Source: Andrew J. Van Alst¹, Rhiannon M. LeVeque¹, Natalia Martin¹, et Victor J. DiRita¹
¹ Department of Microbiology and Molecular Genetics, Michigan State University, East Lansing, Michigan, États-Unis d'Amérique

Les courbes de croissance fournissent des informations précieuses sur la cinétique de croissance bactérienne et la physiologie cellulaire. Ils nous permettent de déterminer comment les bactéries réagissent dans des conditions de croissance variables ainsi que de définir des paramètres de croissance optimaux pour une bactérie donnée. Une courbe de croissance archétypale progresse à travers quatre étapes de croissance : lag, exponentiel, stationnaire, et la mort (1).

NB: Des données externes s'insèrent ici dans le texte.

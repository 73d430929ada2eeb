//! Wishlist
//!
//! Products a user saved for later, in the order they were saved.

use jiff::civil::Date;
use serde::{Deserialize, Deserializer, Serialize};
use thiserror::Error;

use crate::{
    catalog::Catalog,
    limits::MAX_WISHLIST_ITEMS,
    products::{Product, ProductId},
    query::{ListingFilters, SortOrder, compose_iter},
};

/// Wishlist errors
#[derive(Debug, Error, PartialEq, Eq)]
pub enum WishlistError {
    /// Capacity reached
    #[error("wishlist is full ({0} items)")]
    Full(usize),
}

/// Saved product ids, insertion ordered and unique.
#[derive(Debug, Clone, Default, PartialEq, Eq, Serialize)]
#[serde(transparent)]
pub struct Wishlist {
    ids: Vec<ProductId>,
}

impl Wishlist {
    /// Create an empty wishlist.
    pub fn new() -> Self {
        Self::default()
    }

    /// Save a product. Returns `Ok(false)` if it was already saved.
    ///
    /// # Errors
    ///
    /// Returns [`WishlistError::Full`] when the wishlist holds the maximum number of items.
    pub fn add(&mut self, id: ProductId) -> Result<bool, WishlistError> {
        if self.contains(id) {
            return Ok(false);
        }

        if self.ids.len() >= MAX_WISHLIST_ITEMS {
            return Err(WishlistError::Full(MAX_WISHLIST_ITEMS));
        }

        self.ids.push(id);

        Ok(true)
    }

    /// Remove a product. Returns `false` if it was not saved.
    pub fn remove(&mut self, id: ProductId) -> bool {
        let before = self.ids.len();
        self.ids.retain(|existing| *existing != id);

        self.ids.len() != before
    }

    /// Remove several products at once, returning how many were removed.
    pub fn remove_many(&mut self, ids: &[ProductId]) -> usize {
        let before = self.ids.len();
        self.ids.retain(|existing| !ids.contains(existing));

        before - self.ids.len()
    }

    /// Save the product if it is not saved, otherwise remove it. Returns whether it is now saved.
    ///
    /// # Errors
    ///
    /// Returns [`WishlistError::Full`] when saving would exceed capacity.
    pub fn toggle(&mut self, id: ProductId) -> Result<bool, WishlistError> {
        if self.remove(id) {
            return Ok(false);
        }

        self.add(id)
    }

    /// Check if a product is saved.
    pub fn contains(&self, id: ProductId) -> bool {
        self.ids.contains(&id)
    }

    /// Number of saved products
    pub fn len(&self) -> usize {
        self.ids.len()
    }

    /// Check if nothing is saved.
    pub fn is_empty(&self) -> bool {
        self.ids.is_empty()
    }

    /// Saved ids in insertion order.
    pub fn ids(&self) -> &[ProductId] {
        &self.ids
    }

    /// Saved products that still exist in the catalog, filtered and sorted like the listing page.
    ///
    /// [`SortOrder::Newest`] and [`SortOrder::Oldest`] order by when the product was saved, not
    /// when it was posted.
    pub fn products<'c>(
        &self,
        catalog: &'c Catalog,
        filters: &ListingFilters,
        sort: SortOrder,
        today: Date,
    ) -> Vec<&'c Product> {
        let saved = self.ids.iter().filter_map(|id| catalog.get(*id));

        match sort {
            SortOrder::Newest | SortOrder::Oldest => {
                let matcher = filters.matcher(today);
                let mut results: Vec<&Product> =
                    saved.filter(|product| matcher.matches(product)).collect();

                if sort == SortOrder::Newest {
                    results.reverse();
                }

                results
            }
            _ => compose_iter(saved, filters, sort, today),
        }
    }
}

impl FromIterator<ProductId> for Wishlist {
    fn from_iter<I: IntoIterator<Item = ProductId>>(iter: I) -> Self {
        let mut wishlist = Self::new();

        for id in iter {
            if wishlist.add(id).is_err() {
                break;
            }
        }

        wishlist
    }
}

impl<'de> Deserialize<'de> for Wishlist {
    fn deserialize<D: Deserializer<'de>>(deserializer: D) -> Result<Self, D::Error> {
        let ids = Vec::<ProductId>::deserialize(deserializer)?;

        Ok(ids.into_iter().collect())
    }
}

Figure 1 : Courbe de croissance bactérienne. Les bactéries cultivées dans la culture des lots progressent à travers quatre phases de croissance : lag, exponentiel, stationnaire, et la mort. La phase de décalage est la période de temps qu'il faut pour que les bactéries atteignent un état physiologique capable de croissance et de division cellulaires rapides. La phase exponentielle est l'étape de la croissance et de la division cellulaires les plus rapides au cours de laquelle la réplication de l'ADN, la transcription de l'ARN et la production de protéines se produisent à un rythme constant et rapide. La phase stationnaire se caractérise par un ralentissement et un plafonnement de la croissance bactérienne en raison de la limitation des nutriments et/ou de l'accumulation intermédiaire toxique. La phase de mort est l'étape au cours de laquelle la lyse cellulaire se produit à la suite d'une limitation nutritionnelle sévère.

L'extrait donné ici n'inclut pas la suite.